Republican State Sen. Greg Ball of Patterson brought his traveling legislative review to town hall Tuesday, and found his official audience—a three-member town board—less than enthusiastic about some of Albany’s accomplishments.
The board was especially critical of a state-imposed 2 percent limit on the amount that property taxes—the town’s principal source of revenue—may increase in any year. Coupled with so-called “unfunded mandates”—multiple things the state demands of the town but does not finance—the 2 percent tax cap “is very hard to achieve,” Supervisor Lee V.A. Roberts told Ball. “We’ve been cutting [the budget] for three years.”
Councilman Chris Burdick said that as a result of those cuts, which had already steeply pared town outlays, the tax cap’s arrival now “is almost punitive.” Bedford was put at a disadvantage “because we’ve been fiscally prudent,” he said. “I really think those unfunded mandates had to be addressed first” by the legislature.
Councilman Francis Corcoran suggested that some less budget-conscious municipalities elsewhere had deservedly spent their way into a tax cap. “We understand there are lots of places that need it,” he said. But, Corcoran said, “we would rather you had done mandates instead of the cap.”
Ball told him that “politically, it [the mandate relief] would have been a nonstarter.”
Roberts also beseeched Ball for state help with the municipal pension burden, saying, “We have to have some relief from that. . . . If you could address that issue it would be the most meaningful for us.”
Board begins budget planning, Bedford Community Theatre explores non-profit status
The town board’s regular meeting Tuesday was only the centerpiece of an evening that saw hour-long work sessions both before and after the proceedings captured for television/web cameras. Directly and indirectly, the subject, was as it frequently is in these cash-strapped days, money.
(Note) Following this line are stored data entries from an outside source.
use crate::error::{BlockchainError, Result};
use crate::network::api::{ApiResponse, NodeApi, STATUS_UNPROCESSABLE};
use crate::utils::serialize;
use log::{debug, error, info, warn};
use serde::{Deserialize, Serialize};
use serde_json::{Deserializer, Value};
use std::io::{BufReader, Write};
use std::net::{Shutdown, SocketAddr, TcpListener, TcpStream};
use std::thread;
use std::time::Duration;

const TCP_READ_TIMEOUT: u64 = 60;

/// One call against the node. Requests stream over a connection as
/// back-to-back JSON values; each gets exactly one `ApiResponse` back.
#[derive(Debug, Clone, PartialEq, Serialize, Deserialize)]
pub enum Request {
    Status,
    NextBlock,
    GetBlock { key: String },
    Mempool,
    SubmitBlock { block: Value },
    SubmitTransaction { transaction: Value },
    GetTransaction { hash: String },
    GetWallet { address: String },
}

pub struct Server {
    api: NodeApi,
}

impl Server {
    pub fn new(api: NodeApi) -> Self {
        Self { api }
    }

    pub fn bind(addr: &str) -> Result<TcpListener> {
        TcpListener::bind(addr)
            .map_err(|e| BlockchainError::Network(format!("Failed to bind to {addr}: {e}")))
    }

    pub fn run(&self, addr: &str) -> Result<()> {
        let listener = Self::bind(addr)?;
        self.serve(listener)
    }

    /// Accepts connections forever, one handler thread each
    pub fn serve(&self, listener: TcpListener) -> Result<()> {
        let local_addr = listener.local_addr()?;
        info!("Server listening on {local_addr}");

        for stream in listener.incoming() {
            match stream {
                Ok(stream) => {
                    let peer_addr = match stream.peer_addr() {
                        Ok(addr) => addr,
                        Err(e) => {
                            error!("Failed to get peer address: {e}");
                            continue;
                        }
                    };

                    let api = self.api.clone();
                    thread::spawn(move || {
                        if let Err(e) = Self::handle_connection(&api, stream, peer_addr) {
                            error!("Error handling connection from {peer_addr}: {e}");
                        }
                    });
                }
                Err(e) => {
                    error!("Error accepting connection: {e}");
                }
            }
        }

        Ok(())
    }

    fn handle_connection(api: &NodeApi, stream: TcpStream, peer_addr: SocketAddr) -> Result<()> {
        stream
            .set_read_timeout(Some(Duration::from_secs(TCP_READ_TIMEOUT)))
            .map_err(|e| BlockchainError::Network(format!("Failed to set read timeout: {e}")))?;

        let reader = BufReader::new(&stream);
        let requests = Deserializer::from_reader(reader).into_iter::<Request>();

        for request in requests {
            let response = match request {
                Ok(request) => {
                    debug!("Received request from {peer_addr}: {request:?}");
                    Self::dispatch(api, request)
                }
                Err(e) => {
                    // The stream cannot resync after a malformed value
                    warn!("Malformed request from {peer_addr}: {e}");
                    let response = ApiResponse::message(STATUS_UNPROCESSABLE, &e.to_string());
                    Self::send_response(&stream, &response)?;
                    break;
                }
            };
            Self::send_response(&stream, &response)?;
        }

        let _ = stream.shutdown(Shutdown::Both);
        Ok(())
    }

    pub fn dispatch(api: &NodeApi, request: Request) -> ApiResponse {
        match request {
            Request::Status => api.status(),
            Request::NextBlock => api.next_block_template(),
            Request::GetBlock { key } => api.block_by_index_or_hash(&key),
            Request::Mempool => api.mempool(),
            Request::SubmitBlock { block } => api.submit_block(block),
            Request::SubmitTransaction { transaction } => api.submit_transaction(transaction),
            Request::GetTransaction { hash } => api.transaction_by_hash(&hash),
            Request::GetWallet { address } => api.wallet_info(&address),
        }
    }

    fn send_response(mut stream: &TcpStream, response: &ApiResponse) -> Result<()> {
        let bytes = serialize(response)?;
        stream
            .write_all(&bytes)
            .map_err(|e| BlockchainError::Network(format!("Failed to send response: {e}")))?;
        stream.flush()?;
        Ok(())
    }
}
In the early session, the board held the first in a doubtlessly lengthy series of meetings on the 2012 budget, not due to be adopted until December. “I know it seems like a long time to talk about the budget,” Roberts said, “but we have many items to consider.”
After the curtain fell on the regular meeting, the board and Town Attorney Joel Sachs met with a dozen members of the Bedford Community Theater. Arrayed around a makeshift table like a cast at a first-reading, they discussed the troupe’s future: should the theater group, once a quasi town department, be treated that way or would it—and the town—benefit from its becoming a nonprofit 501(c)(3) organization. No firm decisions were reached, but by the meeting’s final act the nonprofit route was not drawing many rave reviews. “We have jobs, we have kids,” said member Diane Bradsell. “We don’t have time to be a 501(c)(3).”